Les États-Unis manquent de volonté et de détermination pour remporter une bataille majeure. La science et la technologie tentent de remédier à ces effets.
L'objectif est de permettre à une nation divisée et peu convaincue de remporter une victoire partielle à moindre coût. Mais pour vraiment rendre aux États-Unis leur grandeur d'antan, la nation doit s'attaquer à la cause du problème.
Le manque de volonté des États-Unis est une maladie de l'esprit. Il relève de la psyché humaine et ne peut être traité par l'expérimentation scientifique.
La Bible l'explique clairement.
Dieu dit : « Je briserai l'orgueil de votre force [...] » (Lévitique 26 : 19). Dieu et Ses bénédictions ont été la véritable source de la force, de la prospérité et même de l'avantage technologique des États-Unis. Mais la nation ne lui a pas obéi, et son unité et son esprit combatif ont été brisés. Cet avantage technologique a permis aux États-Unis, malgré leur manque de volonté, de rester une grande puissance pendant des décennies. Mais il ne lui a pas apporté de victoires significatives.
Après l'invasion de la Baie des Cochons, Herbert W. Armstrong a déclaré avec audace :
La vraie responsabilité de la débâcle cubaine vous incombe à vous — à vous tous !
Vous vous êtes détournés de votre Dieu vivant ! Vous adorez le sanctuaire du plaisir, de la vie luxueuse, des intérêts matériels ! Vous êtes dans une descente morale vertigineuse, et bien que votre pays soit rempli d'églises où vous pratiquez un culte païen, il est également rempli de fornication et d'adultère, de crimes, de vanité, d'avidité et d'égoïsme, de mensonges, de malhonnêteté et de corruption, de tricherie, de vol et de meurtre, et même d'injustice dans vos tribunaux ! […]
Vous prétendez être le peuple de Dieu — vous le mentionnez dans vos prières, mais sans sincérité ni vérité ! Vous avez une forme de piété dans vos églises et vos synagogues, mais vous niez la puissance de Dieu et vous échouez complètement à vous y fier ! Vos prédicateurs prêchent des mensonges, et vous aimez qu'il en soit ainsi !
À quel point cela est-il vrai aujourd'hui ?

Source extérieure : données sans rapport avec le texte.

use metagrid_management::{MetaclusterApi, parse_tenant_configuration, parse_tenant_create_options};

use super::{Reported, json_flag, list_limit, split_force};
use crate::output;

pub fn create(api: &MetaclusterApi, name: &str, params: &[String]) -> anyhow::Result<()> {
    let options = parse_tenant_create_options(params)?;
    let entry = api.create_tenant(name, &options)?;
    println!("The tenant `{name}' has been created");
    if let Some(cluster) = &entry.assigned_cluster {
        println!("  assigned cluster: {cluster}");
    }
    Ok(())
}

pub fn delete(api: &MetaclusterApi, args: &[String]) -> anyhow::Result<()> {
    let (force, name) = split_force(args)?;
    api.delete_tenant(name, force)?;
    println!("The tenant `{name}' has been deleted");
    Ok(())
}

pub fn list(
    api: &MetaclusterApi,
    begin: Option<&str>,
    end: Option<&str>,
    limit: Option<usize>,
) -> anyhow::Result<()> {
    let tenants = api.list_tenants(begin.unwrap_or(""), end, list_limit(limit))?;
    if tenants.is_empty() {
        if begin.is_none() {
            println!("The metacluster has no tenants");
        } else {
            println!("The metacluster has no tenants in the specified range");
        }
        return Ok(());
    }
    let names: Vec<&str> = tenants.iter().map(|(name, _)| name.as_str()).collect();
    print!("{}", output::numbered_list(&names));
    Ok(())
}

pub fn list_group(api: &MetaclusterApi, group: &str, limit: Option<usize>) -> anyhow::Result<()> {
    let tenants = api.list_group_tenants(group, list_limit(limit))?;
    if tenants.is_empty() {
        println!("The tenant group `{group}' has no tenants");
        return Ok(());
    }
    print!("{}", output::numbered_list(&tenants));
    Ok(())
}

pub fn get(api: &MetaclusterApi, name: &str, json: Option<&str>) -> anyhow::Result<()> {
    let use_json = json_flag(json)?;
    match api.get_tenant(name) {
        Ok(entry) if use_json => output::print_json(&output::success("tenant", entry.to_json())),
        Ok(entry) => {
            print!("{}", output::tenant_text(&entry));
            Ok(())
        }
        Err(err) if use_json => {
            output::print_json(&output::error(&err))?;
            Err(Reported(err).into())
        }
        Err(err) => Err(err.into()),
    }
}

pub fn configure(api: &MetaclusterApi, name: &str, params: &[String]) -> anyhow::Result<()> {
    let params = parse_tenant_configuration(params)?;
    api.configure_tenant(name, &params)?;
    println!("The configuration for tenant `{name}' has been updated");
    Ok(())
}
//! Tenant map entries and the tenant lifecycle.

use std::fmt;
use std::str::FromStr;

use metagrid_core::{ClusterName, NameKind, TenantGroupName, printable, validate_name};
use metagrid_state::VersionedRecord;
use serde::{Deserialize, Serialize};
use thiserror::Error;

use crate::codec::id_to_prefix;
use crate::error::{TenantError, TenantResult};

/// Configuration parameter naming a tenant's group.
pub const TENANT_GROUP_PARAM: &str = "tenant_group";

/// Lifecycle state of a tenant.
///
/// ```text
/// REGISTERING ──> READY <──> UPDATING_CONFIGURATION
///      │            │                 │
///      └──────> REMOVING <────────────┘     any ──> ERROR
/// ```
///
/// Stored as a numeric tag; unknown tags fail to decode.
#[derive(Debug, Clone, Copy, PartialEq, Eq, Hash, Serialize, Deserialize)]
#[serde(try_from = "u8", into = "u8")]
pub enum TenantState {
    Registering,
    Ready,
    Removing,
    UpdatingConfiguration,
    Error,
}

#[derive(Debug, Clone, Error, PartialEq, Eq)]
#[error("tenant state tag {0} is out of range")]
pub struct InvalidTenantState(pub u8);

#[derive(Debug, Clone, Error, PartialEq, Eq)]
#[error("unknown tenant state `{0}'")]
pub struct UnknownTenantState(pub String);

impl TryFrom<u8> for TenantState {
    type Error = InvalidTenantState;

    fn try_from(tag: u8) -> Result<Self, InvalidTenantState> {
        Ok(match tag {
            0 => TenantState::Registering,
            1 => TenantState::Ready,
            2 => TenantState::Removing,
            3 => TenantState::UpdatingConfiguration,
            4 => TenantState::Error,
            other => return Err(InvalidTenantState(other)),
        })
    }
}

impl From<TenantState> for u8 {
    fn from(state: TenantState) -> u8 {
        match state {
            TenantState::Registering => 0,
            TenantState::Ready => 1,
            TenantState::Removing => 2,
            TenantState::UpdatingConfiguration => 3,
            TenantState::Error => 4,
        }
    }
}

impl TenantState {
    pub fn as_str(&self) -> &'static str {
        match self {
            TenantState::Registering => "registering",
            TenantState::Ready => "ready",
            TenantState::Removing => "removing",
            TenantState::UpdatingConfiguration => "updating configuration",
            TenantState::Error => "error",
        }
    }

    /// Whether a tenant in this state may move to `next` without force.
    pub fn can_transition_to(self, next: TenantState) -> bool {
        use TenantState::*;
        match (self, next) {
            (_, Error) => self != Error,
            (Registering, Ready | Removing) => true,
            (Ready, UpdatingConfiguration | Removing) => true,
            (UpdatingConfiguration, Ready | Removing) => true,
            _ => false,
        }
    }
}

impl fmt::Display for TenantState {
    fn fmt(&self, f: &mut fmt::Formatter<'_>) -> fmt::Result {
        f.write_str(self.as_str())
    }
}

impl FromStr for TenantState {
    type Err = UnknownTenantState;

    fn from_str(s: &str) -> Result<Self, Self::Err> {
        match s {
            "registering" => Ok(TenantState::Registering),
            "ready" => Ok(TenantState::Ready),
            "removing" => Ok(TenantState::Removing),
            "updating configuration" => Ok(TenantState::UpdatingConfiguration),
            "error" => Ok(TenantState::Error),
            other => Err(UnknownTenantState(other.to_string())),
        }
    }
}

/// Persisted metadata of one tenant.
///
/// `id` and `prefix` are fixed at construction; `prefix` is always the
/// encoding of `id` and is rebuilt on decode rather than stored.
#[derive(Debug, Clone, PartialEq, Eq, Serialize, Deserialize)]
#[serde(try_from = "StoredTenantEntry", into = "StoredTenantEntry")]
pub struct TenantMapEntry {
    id: i64,
    prefix: Vec<u8>,
    pub tenant_group: Option<TenantGroupName>,
    pub tenant_state: TenantState,
    pub assigned_cluster: Option<ClusterName>,
    pub configuration_sequence_num: i64,
}

/// Wire form. Version 1 predates tenant groups and cluster assignment.
#[derive(Serialize, Deserialize)]
struct StoredTenantEntry {
    id: i64,
    #[serde(default)]
    tenant_group: Option<TenantGroupName>,
    tenant_state: TenantState,
    #[serde(default)]
    assigned_cluster: Option<ClusterName>,
    #[serde(default)]
    configuration_sequence_num: i64,
}

impl TryFrom<StoredTenantEntry> for TenantMapEntry {
    type Error = String;

    fn try_from(stored: StoredTenantEntry) -> Result<Self, Self::Error> {
        if stored.id < 0 {
            return Err(format!("negative tenant id {}", stored.id));
        }
        Ok(Self {
            id: stored.id,
            prefix: id_to_prefix(stored.id),
            tenant_group: stored.tenant_group,
            tenant_state: stored.tenant_state,
            assigned_cluster: stored.assigned_cluster,
            configuration_sequence_num: stored.configuration_sequence_num,
        })
    }
}

impl From<TenantMapEntry> for StoredTenantEntry {
    fn from(entry: TenantMapEntry) -> Self {
        Self {
            id: entry.id,
            tenant_group: entry.tenant_group,
            tenant_state: entry.tenant_state,
            assigned_cluster: entry.assigned_cluster,
            configuration_sequence_num: entry.configuration_sequence_num,
        }
    }
}

impl VersionedRecord for TenantMapEntry {
    const VERSION: u32 = 2;
}

impl TenantMapEntry {
    pub fn new(id: i64, tenant_group: Option<TenantGroupName>, tenant_state: TenantState) -> Self {
        Self {
            id,
            prefix: id_to_prefix(id),
            tenant_group,
            tenant_state,
            assigned_cluster: None,
            configuration_sequence_num: 0,
        }
    }

    pub fn id(&self) -> i64 {
        self.id
    }

    pub fn prefix(&self) -> &[u8] {
        &self.prefix
    }

    /// Move to `next`, rejecting transitions the lifecycle does not allow.
    /// `force` additionally permits leaving `Error` for `Removing`.
    pub fn transition(&mut self, next: TenantState, force: bool) -> TenantResult<()> {
        let forced_removal =
            force && self.tenant_state == TenantState::Error && next == TenantState::Removing;
        if !forced_removal && !self.tenant_state.can_transition_to(next) {
            return Err(TenantError::InvalidStateTransition {
                from: self.tenant_state,
                to: next,
            });
        }
        self.tenant_state = next;
        Ok(())
    }

    /// True when the configurable parts of both entries are equal.
    pub fn matches_configuration(&self, other: &TenantMapEntry) -> bool {
        self.tenant_group == other.tenant_group
    }

    /// Apply one configuration parameter. `None` unsets it.
    pub fn configure(&mut self, parameter: &str, value: Option<&str>) -> TenantResult<()> {
        match parameter {
            TENANT_GROUP_PARAM => {
                if let Some(group) = value {
                    validate_name(NameKind::TenantGroup, group).map_err(|e| {
                        TenantError::InvalidConfigurationValue {
                            parameter: parameter.to_string(),
                            reason: e.to_string(),
                        }
                    })?;
                }
                self.tenant_group = value.map(str::to_string);
            }
            other => return Err(TenantError::UnrecognizedParameter(other.to_string())),
        }
        self.configuration_sequence_num += 1;
        Ok(())
    }

    pub fn to_json(&self) -> serde_json::Value {
        let mut obj = serde_json::json!({
            "id": self.id,
            "prefix": printable(&self.prefix),
            "tenant_state": self.tenant_state.as_str(),
            "configuration_sequence_num": self.configuration_sequence_num,
        });
        if let Some(group) = &self.tenant_group {
            obj["tenant_group"] = serde_json::Value::from(group.as_str());
        }
        if let Some(cluster) = &self.assigned_cluster {
            obj["assigned_cluster"] = serde_json::Value::from(cluster.as_str());
        }
        obj
    }
}

/// Persisted metadata of a tenant group.
#[derive(Debug, Clone, Default, PartialEq, Eq, Serialize, Deserialize)]
pub struct TenantGroupEntry {
    #[serde(default)]
    pub assigned_cluster: Option<ClusterName>,
}

impl VersionedRecord for TenantGroupEntry {
    const VERSION: u32 = 1;
}
//! End-to-end cluster and tenant scenarios against an in-memory store.

use std::thread;

use metagrid_cluster::{ClusterConnectionString, DataClusterEntry};
use metagrid_management::{ErrorKind, MetaclusterApi, TenantCreateOptions};
use metagrid_state::{KvStore, RetryPolicy, Subspace};
use metagrid_tenant::TenantState;

fn test_api() -> MetaclusterApi {
    MetaclusterApi::new(
        KvStore::open_in_memory().unwrap(),
        &Subspace::new(b"\xff/".to_vec()),
        &Subspace::new(b"\xff/metacluster/".to_vec()),
        RetryPolicy::default(),
    )
}

fn register(api: &MetaclusterApi, name: &str, capacity: i64) {
    api.register_cluster(
        name,
        &ClusterConnectionString::parse("conn://host:1").unwrap(),
        &DataClusterEntry::with_capacity(capacity),
    )
    .unwrap();
}

#[test]
fn register_then_get() {
    let api = test_api();
    register(&api, "clusterA", 5);

    let metadata = api.get_cluster("clusterA").unwrap();
    assert_eq!(metadata.connection_string.as_str(), "conn://host:1");
    assert_eq!(metadata.entry.capacity.num_tenant_groups, 5);
    assert_eq!(metadata.entry.allocated.num_tenant_groups, 0);
}

#[test]
fn register_twice_fails() {
    let api = test_api();
    register(&api, "clusterA", 5);

    let err = api
        .register_cluster(
            "clusterA",
            &ClusterConnectionString::parse("conn://other:2").unwrap(),
            &DataClusterEntry::with_capacity(1),
        )
        .unwrap_err();
    assert_eq!(err.kind(), ErrorKind::AlreadyExists);
    assert_eq!(
        api.get_cluster("clusterA").unwrap().connection_string.as_str(),
        "conn://host:1"
    );
}

#[test]
fn remove_non_empty_cluster_requires_force() {
    let api = test_api();
    register(&api, "clusterA", 5);
    for name in ["t1", "t2", "t3"] {
        api.create_tenant(name, &TenantCreateOptions::default()).unwrap();
    }
    assert_eq!(
        api.get_cluster("clusterA").unwrap().entry.allocated.num_tenant_groups,
        3
    );

    let err = api.remove_cluster("clusterA", false).unwrap_err();
    assert_eq!(err.kind(), ErrorKind::PreconditionFailed);
    assert!(api.get_cluster("clusterA").is_ok());

    let outcome = api.remove_cluster("clusterA", true).unwrap();
    assert_eq!(outcome.detached_tenants, vec!["t1", "t2", "t3"]);
    assert_eq!(api.get_cluster("clusterA").unwrap_err().kind(), ErrorKind::NotFound);

    // The tenants stay visible, flagged and still naming the removed cluster.
    for (_, entry) in api.list_tenants("", None, 10).unwrap() {
        assert_eq!(entry.tenant_state, TenantState::Error);
        assert_eq!(entry.assigned_cluster.as_deref(), Some("clusterA"));
    }
}

#[test]
fn list_range_and_limit() {
    let api = test_api();
    for name in ["zulu", "alpha", "mike", "a", "kilo", "bravo", "lima"] {
        register(&api, name, 1);
    }

    let names = |begin: &str, end: Option<&str>, limit: usize| -> Vec<String> {
        api.list_clusters(begin, end, limit)
            .unwrap()
            .into_iter()
            .map(|(name, _)| name)
            .collect()
    };

    assert_eq!(
        names("a", Some("m"), 10),
        vec!["a", "alpha", "bravo", "kilo", "lima"]
    );
    assert_eq!(names("a", Some("m"), 2), vec!["a", "alpha"]);
    assert_eq!(names("m", None, 10), vec!["mike", "zulu"]);
    assert!(names("n", Some("y"), 10).is_empty());
    assert!(names("a", Some("m"), 0).is_empty());
}

#[test]
fn concurrent_creates_get_distinct_ids() {
    let api = test_api();

    let handles: Vec<_> = ["left", "right"]
        .into_iter()
        .map(|name| {
            let api = api.clone();
            thread::spawn(move || api.create_tenant(name, &TenantCreateOptions::default()))
        })
        .collect();

    let mut ids: Vec<i64> = handles
        .into_iter()
        .map(|handle| handle.join().unwrap().unwrap().id())
        .collect();
    ids.sort_unstable();
    assert_eq!(ids, vec![0, 1]);

    for (_, entry) in api.list_tenants("", None, 10).unwrap() {
        assert_eq!(entry.tenant_state, TenantState::Ready);
    }
}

Dieu est en train d'éliminer les faux messies des États-Unis. La technologie. Les alliés.
La Bible prévient que ces alliés, ou « amants », se retourneront contre eux. Elle avertit que ses systèmes de haute technologie échoueront. « On sonne de la trompette, tout est prêt, mais personne ne marche au combat […] » (Ézéchiel 7 : 14).
Deutéronome 28, parallèle au Lévitique 26, prévient que « ces hautes et fortes murailles […] sur lesquelles tu auras placé ta confiance » seront détruites (verset 52).
Les États-Unis se tournent vers les mauvais messies.
Pour combattre et gagner, obéissez à Dieu, gardez Ses Sabbats, tournez-vous vers Lui et Lui seul pour la protection. Dieu dit que si les États-Unis et les autres nations modernes d'Israël (qui signifie « vainqueur avec Dieu ») font cela, « Cinq d'entre vous en poursuivront cent, et cent d'entre vous en poursuivront dix mille […] » (Lévitique 26 : 8).
Dans un monde maléfique, une nation aura des ennemis mortels. Se tourner vers Dieu dans un esprit de repentance est le seul moyen sûr de garantir la victoire et la survie nationale. Ce bombardement de l'Iran ne fait pas exception — sans repentance, ce sera, au mieux, une victoire temporaire.